▶ _WHAT THIS TASK INVOLVES_
Return all the records, each one exactly as given.

DATA EXTRACTS section start

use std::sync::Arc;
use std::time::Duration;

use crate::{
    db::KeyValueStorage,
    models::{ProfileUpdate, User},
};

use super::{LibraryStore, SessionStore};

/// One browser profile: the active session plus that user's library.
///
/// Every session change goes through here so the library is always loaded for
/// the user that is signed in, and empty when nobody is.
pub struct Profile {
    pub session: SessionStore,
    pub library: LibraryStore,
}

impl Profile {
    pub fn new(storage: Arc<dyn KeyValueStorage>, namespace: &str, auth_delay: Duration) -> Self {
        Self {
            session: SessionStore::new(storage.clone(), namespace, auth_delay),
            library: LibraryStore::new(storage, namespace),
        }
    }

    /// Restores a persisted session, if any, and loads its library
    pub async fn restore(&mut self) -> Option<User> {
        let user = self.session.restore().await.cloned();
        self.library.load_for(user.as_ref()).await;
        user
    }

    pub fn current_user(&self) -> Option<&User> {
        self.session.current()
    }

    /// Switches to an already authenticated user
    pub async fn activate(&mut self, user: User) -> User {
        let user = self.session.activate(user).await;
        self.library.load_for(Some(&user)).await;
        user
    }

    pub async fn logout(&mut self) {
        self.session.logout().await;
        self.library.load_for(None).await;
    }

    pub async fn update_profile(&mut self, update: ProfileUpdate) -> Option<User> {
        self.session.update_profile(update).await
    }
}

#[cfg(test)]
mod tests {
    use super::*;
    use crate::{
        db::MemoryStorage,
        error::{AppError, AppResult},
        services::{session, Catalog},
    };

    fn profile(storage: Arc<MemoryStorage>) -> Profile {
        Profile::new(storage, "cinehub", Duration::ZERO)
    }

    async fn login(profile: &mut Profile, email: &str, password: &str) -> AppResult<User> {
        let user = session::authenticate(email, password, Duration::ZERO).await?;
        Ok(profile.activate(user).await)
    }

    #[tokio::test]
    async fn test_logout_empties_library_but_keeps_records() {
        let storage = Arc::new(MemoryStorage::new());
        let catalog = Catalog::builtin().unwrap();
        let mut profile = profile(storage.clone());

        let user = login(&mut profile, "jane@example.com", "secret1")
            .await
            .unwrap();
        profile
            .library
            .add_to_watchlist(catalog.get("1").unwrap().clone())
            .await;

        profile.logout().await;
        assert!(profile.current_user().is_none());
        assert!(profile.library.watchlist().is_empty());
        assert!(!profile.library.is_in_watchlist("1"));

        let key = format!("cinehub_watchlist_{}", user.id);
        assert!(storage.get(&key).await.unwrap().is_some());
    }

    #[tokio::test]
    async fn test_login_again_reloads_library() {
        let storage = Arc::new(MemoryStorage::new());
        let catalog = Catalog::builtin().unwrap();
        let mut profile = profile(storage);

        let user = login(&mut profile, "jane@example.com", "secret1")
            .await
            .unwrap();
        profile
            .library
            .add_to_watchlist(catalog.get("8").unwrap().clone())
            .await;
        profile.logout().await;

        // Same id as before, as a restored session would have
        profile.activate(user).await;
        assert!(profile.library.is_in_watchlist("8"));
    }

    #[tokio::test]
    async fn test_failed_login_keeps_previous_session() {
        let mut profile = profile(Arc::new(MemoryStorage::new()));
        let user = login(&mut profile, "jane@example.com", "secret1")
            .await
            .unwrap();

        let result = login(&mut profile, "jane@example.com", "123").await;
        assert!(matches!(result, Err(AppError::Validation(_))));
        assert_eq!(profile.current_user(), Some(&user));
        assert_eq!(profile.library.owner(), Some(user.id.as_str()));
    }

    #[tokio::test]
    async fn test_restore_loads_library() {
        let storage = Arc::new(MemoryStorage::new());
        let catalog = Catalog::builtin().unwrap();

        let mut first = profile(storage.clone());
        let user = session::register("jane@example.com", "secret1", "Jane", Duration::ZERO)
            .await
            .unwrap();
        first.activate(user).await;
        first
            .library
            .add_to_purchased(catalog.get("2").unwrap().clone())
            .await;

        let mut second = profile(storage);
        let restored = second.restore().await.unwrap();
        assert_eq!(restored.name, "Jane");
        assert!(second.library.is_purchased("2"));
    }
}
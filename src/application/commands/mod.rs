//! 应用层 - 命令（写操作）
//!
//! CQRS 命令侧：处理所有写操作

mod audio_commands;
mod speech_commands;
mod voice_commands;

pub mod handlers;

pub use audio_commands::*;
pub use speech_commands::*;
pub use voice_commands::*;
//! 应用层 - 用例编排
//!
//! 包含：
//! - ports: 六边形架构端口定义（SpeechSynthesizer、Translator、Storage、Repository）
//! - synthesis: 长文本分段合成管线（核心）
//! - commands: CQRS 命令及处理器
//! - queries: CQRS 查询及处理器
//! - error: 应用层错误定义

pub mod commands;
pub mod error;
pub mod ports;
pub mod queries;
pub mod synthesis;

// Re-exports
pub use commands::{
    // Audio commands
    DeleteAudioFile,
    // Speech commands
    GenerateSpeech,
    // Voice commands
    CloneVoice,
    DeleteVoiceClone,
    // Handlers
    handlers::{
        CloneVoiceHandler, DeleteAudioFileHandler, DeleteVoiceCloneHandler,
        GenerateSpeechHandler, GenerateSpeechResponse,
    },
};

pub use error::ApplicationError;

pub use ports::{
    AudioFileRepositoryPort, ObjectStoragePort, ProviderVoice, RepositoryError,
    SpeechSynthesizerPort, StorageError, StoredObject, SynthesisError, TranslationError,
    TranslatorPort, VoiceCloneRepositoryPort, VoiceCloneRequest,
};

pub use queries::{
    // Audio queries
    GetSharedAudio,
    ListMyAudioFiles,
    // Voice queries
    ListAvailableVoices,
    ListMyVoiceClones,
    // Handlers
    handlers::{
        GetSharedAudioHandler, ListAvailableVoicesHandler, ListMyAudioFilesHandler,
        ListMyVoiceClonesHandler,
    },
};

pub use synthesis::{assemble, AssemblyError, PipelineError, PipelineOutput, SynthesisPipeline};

DATA EXTRACTS section end

▶ _RESULT OF THE TASK_
use std::sync::Arc;
use std::time::Duration;

use crate::{
    db::KeyValueStorage,
    models::{ProfileUpdate, User},
};

use super::{LibraryStore, SessionStore};

/// One browser profile: the active session plus that user's library.
///
/// Every session change goes through here so the library is always loaded for
/// the user that is signed in, and empty when nobody is.
pub struct Profile {
    pub session: SessionStore,
    pub library: LibraryStore,
}

impl Profile {
    pub fn new(storage: Arc<dyn KeyValueStorage>, namespace: &str, auth_delay: Duration) -> Self {
        Self {
            session: SessionStore::new(storage.clone(), namespace, auth_delay),
            library: LibraryStore::new(storage, namespace),
        }
    }

    /// Restores a persisted session, if any, and loads its library
    pub async fn restore(&mut self) -> Option<User> {
        let user = self.session.restore().await.cloned();
        self.library.load_for(user.as_ref()).await;
        user
    }

    pub fn current_user(&self) -> Option<&User> {
        self.session.current()
    }

    /// Switches to an already authenticated user
    pub async fn activate(&mut self, user: User) -> User {
        let user = self.session.activate(user).await;
        self.library.load_for(Some(&user)).await;
        user
    }

    pub async fn logout(&mut self) {
        self.session.logout().await;
        self.library.load_for(None).await;
    }

    pub async fn update_profile(&mut self, update: ProfileUpdate) -> Option<User> {
        self.session.update_profile(update).await
    }
}

#[cfg(test)]
mod tests {
    use super::*;
    use crate::{
        db::MemoryStorage,
        error::{AppError, AppResult},
        services::{session, Catalog},
    };

    fn profile(storage: Arc<MemoryStorage>) -> Profile {
        Profile::new(storage, "cinehub", Duration::ZERO)
    }

    async fn login(profile: &mut Profile, email: &str, password: &str) -> AppResult<User> {
        let user = session::authenticate(email, password, Duration::ZERO).await?;
        Ok(profile.activate(user).await)
    }

    #[tokio::test]
    async fn test_logout_empties_library_but_keeps_records() {
        let storage = Arc::new(MemoryStorage::new());
        let catalog = Catalog::builtin().unwrap();
        let mut profile = profile(storage.clone());

        let user = login(&mut profile, "jane@example.com", "secret1")
            .await
            .unwrap();
        profile
            .library
            .add_to_watchlist(catalog.get("1").unwrap().clone())
            .await;

        profile.logout().await;
        assert!(profile.current_user().is_none());
        assert!(profile.library.watchlist().is_empty());
        assert!(!profile.library.is_in_watchlist("1"));

        let key = format!("cinehub_watchlist_{}", user.id);
        assert!(storage.get(&key).await.unwrap().is_some());
    }

    #[tokio::test]
    async fn test_login_again_reloads_library() {
        let storage = Arc::new(MemoryStorage::new());
        let catalog = Catalog::builtin().unwrap();
        let mut profile = profile(storage);

        let user = login(&mut profile, "jane@example.com", "secret1")
            .await
            .unwrap();
        profile
            .library
            .add_to_watchlist(catalog.get("8").unwrap().clone())
            .await;
        profile.logout().await;

        // Same id as before, as a restored session would have
        profile.activate(user).await;
        assert!(profile.library.is_in_watchlist("8"));
    }

    #[tokio::test]
    async fn test_failed_login_keeps_previous_session() {
        let mut profile = profile(Arc::new(MemoryStorage::new()));
        let user = login(&mut profile, "jane@example.com", "secret1")
            .await
            .unwrap();

        let result = login(&mut profile, "jane@example.com", "123").await;
        assert!(matches!(result, Err(AppError::Validation(_))));
        assert_eq!(profile.current_user(), Some(&user));
        assert_eq!(profile.library.owner(), Some(user.id.as_str()));
    }

    #[tokio::test]
    async fn test_restore_loads_library() {
        let storage = Arc::new(MemoryStorage::new());
        let catalog = Catalog::builtin().unwrap();

        let mut first = profile(storage.clone());
        let user = session::register("jane@example.com", "secret1", "Jane", Duration::ZERO)
            .await
            .unwrap();
        first.activate(user).await;
        first
            .library
            .add_to_purchased(catalog.get("2").unwrap().clone())
            .await;

        let mut second = profile(storage);
        let restored = second.restore().await.unwrap();
        assert_eq!(restored.name, "Jane");
        assert!(second.library.is_purchased("2"));
    }
}
filename src/application/commands/mod.rs
//! 应用层 - 命令（写操作）
//!
//! CQRS 命令侧：处理所有写操作

mod audio_commands;
mod speech_commands;
mod voice_commands;

pub mod handlers;

pub use audio_commands::*;
pub use speech_commands::*;
pub use voice_commands::*;
//! 应用层 - 用例编排
//!
//! 包含：
//! - ports: 六边形架构端口定义（SpeechSynthesizer、Translator、Storage、Repository）
//! - synthesis: 长文本分段合成管线（核心）
//! - commands: CQRS 命令及处理器
//! - queries: CQRS 查询及处理器
//! - error: 应用层错误定义

pub mod commands;
pub mod error;
pub mod ports;
pub mod queries;
pub mod synthesis;

// Re-exports
pub use commands::{
    // Audio commands
    DeleteAudioFile,
    // Speech commands
    GenerateSpeech,
    // Voice commands
    CloneVoice,
    DeleteVoiceClone,
    // Handlers
    handlers::{
        CloneVoiceHandler, DeleteAudioFileHandler, DeleteVoiceCloneHandler,
        GenerateSpeechHandler, GenerateSpeechResponse,
    },
};

pub use error::ApplicationError;

pub use ports::{
    AudioFileRepositoryPort, ObjectStoragePort, ProviderVoice, RepositoryError,
    SpeechSynthesizerPort, StorageError, StoredObject, SynthesisError, TranslationError,
    TranslatorPort, VoiceCloneRepositoryPort, VoiceCloneRequest,
};

pub use queries::{
    // Audio queries
    GetSharedAudio,
    ListMyAudioFiles,
    // Voice queries
    ListAvailableVoices,
    ListMyVoiceClones,
    // Handlers
    handlers::{
        GetSharedAudioHandler, ListAvailableVoicesHandler, ListMyAudioFilesHandler,
        ListMyVoiceClonesHandler,
    },
};

pub use synthesis::{assemble, AssemblyError, PipelineError, PipelineOutput, SynthesisPipeline};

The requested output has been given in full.